By Yessenia Funes Jul 22, 2016

The Zika virus appears to have officially arrived in the continental United States.

The Florida Department of Health has confirmed two cases in Florida: one Tuesday (July 19) in Miami-Dade County and another yesterday (July 21) in Broward County.

The Florida Department of Health is working with the Centers for Disease Control and Prevention to investigate whether these possible non-travel cases indicate that mosquitoes in the U.S. are infected with the virus.

The health departments in both counties have posted tips for preventing mosquito bites, and officials are distributing Zika prevention kits for expectant mothers. The kits include condoms, mosquito repellent and water tablets designed to kill mosquito larvae.

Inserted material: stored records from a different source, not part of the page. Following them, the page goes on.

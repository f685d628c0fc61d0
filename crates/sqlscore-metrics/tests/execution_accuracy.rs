use std::sync::Arc;

use serde_json::json;
use sqlscore_core::{ExecutionError, ExecutionErrorKind, InMemoryHandle, Value};
use sqlscore_metrics::{
    ErrorOrigin, EvaluationContext, ExecutionAccuracy, ExecutionOptions, Metric, MetricKind,
    MetricSuite,
};

const REFERENCE: &str = "SELECT id, nome FROM pessoas ORDER BY id";
const REORDERED: &str = "SELECT id, nome FROM pessoas ORDER BY id DESC";
const BAD_COLUMN: &str = "SELECT idade_x FROM pessoas";

fn handle() -> Arc<InMemoryHandle> {
    Arc::new(
        InMemoryHandle::new()
            .with_rows(
                REFERENCE,
                vec![
                    vec![Value::Int(1), Value::from("a")],
                    vec![Value::Int(2), Value::from("b")],
                ],
            )
            .with_rows(
                REORDERED,
                vec![
                    vec![Value::Int(2), Value::from("b ")],
                    vec![Value::Float(1.0), Value::from("a")],
                ],
            )
            .with_error(
                BAD_COLUMN,
                ExecutionError::with_sqlstate("42703", "column \"idade_x\" does not exist"),
            ),
    )
}

fn context(reference: &str, predicted: &str, handle: Arc<InMemoryHandle>) -> EvaluationContext {
    EvaluationContext::new("q1", reference, predicted).with_handle(handle)
}

#[test]
fn row_order_does_not_matter() {
    let result = ExecutionAccuracy::default().evaluate(&context(REFERENCE, REORDERED, handle()));
    assert_eq!(result.score, 1.0);
    assert!(result.is_correct);
    assert!(result.error_message.is_none());
}

#[test]
fn failing_prediction_scores_zero_with_captured_error() {
    let handle = handle();
    let result = ExecutionAccuracy::default().evaluate(&context(REFERENCE, BAD_COLUMN, handle.clone()));

    assert_eq!(result.score, 0.0);
    assert!(!result.is_correct);
    assert_eq!(result.error_origin, Some(ErrorOrigin::Prediction));
    assert!(result
        .error_message
        .as_deref()
        .is_some_and(|message| message.contains("idade_x")));
    assert_eq!(
        result.details["predicted_error"]["kind"],
        json!("undefined_column")
    );
    // Both statements were executed.
    assert_eq!(handle.calls().len(), 2);
}

#[test]
fn failing_reference_is_reported_separately() {
    let result = ExecutionAccuracy::default().evaluate(&context(BAD_COLUMN, REFERENCE, handle()));
    assert_eq!(result.score, 0.0);
    assert!(result.is_reference_failure());
    assert!(result
        .error_message
        .as_deref()
        .is_some_and(|message| message.starts_with("reference query failed")));
}

#[test]
fn missing_handle_is_a_metric_error() {
    let result = ExecutionAccuracy::default().evaluate(&EvaluationContext::new("q1", REFERENCE, REFERENCE));
    assert_eq!(result.score, 0.0);
    assert_eq!(result.error_origin, Some(ErrorOrigin::Metric));
}

struct FlakyHandle {
    failures_left: std::sync::Mutex<u32>,
}

impl sqlscore_core::ExecutionHandle for FlakyHandle {
    fn execute(&self, _sql: &str) -> Result<Vec<sqlscore_core::Row>, ExecutionError> {
        let mut left = self.failures_left.lock().unwrap();
        if *left > 0 {
            *left -= 1;
            return Err(ExecutionError::new(ExecutionErrorKind::Connection, "connection reset"));
        }
        Ok(vec![vec![Value::Int(7)]])
    }
}

#[test]
fn transient_failures_are_retried() {
    let options = ExecutionOptions {
        retries: 2,
        ..ExecutionOptions::default()
    };
    let handle = Arc::new(FlakyHandle {
        failures_left: std::sync::Mutex::new(2),
    });
    let ctx = EvaluationContext::new("q1", "SELECT 7", "SELECT 7").with_handle(handle);
    let result = ExecutionAccuracy::new(options).evaluate(&ctx);
    assert_eq!(result.score, 1.0);
}

#[test]
fn suite_runs_every_metric_and_continues_after_failures() {
    let suite = MetricSuite::from_kinds(&MetricKind::ALL, ExecutionOptions::default());
    let handle = handle();

    let failing = suite.evaluate(&context(REFERENCE, BAD_COLUMN, handle.clone()));
    let passing = suite.evaluate(&context(REFERENCE, REORDERED, handle));

    assert_eq!(failing.len(), 3);
    assert_eq!(failing["execution_accuracy"].score, 0.0);
    assert_eq!(passing["execution_accuracy"].score, 1.0);
    assert_eq!(passing["exact_match"].score, 0.0);
}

According to The Washington Post, this news comes on the heels of Brazilian researchers discovering the virus in the culex mosquito, which is more common than the Aedes aegypti that has been connected with the disease. Officials originally believed the mosquito bite- and sexually-transmitted virus was limited to the more tropical regions of the country, predominantly the South. But if the culex mosquito is now carrying the virus, more temperate parts of the country could be at risk, too. The researchers stressed, however, that more study is needed before the data can be considered conclusive.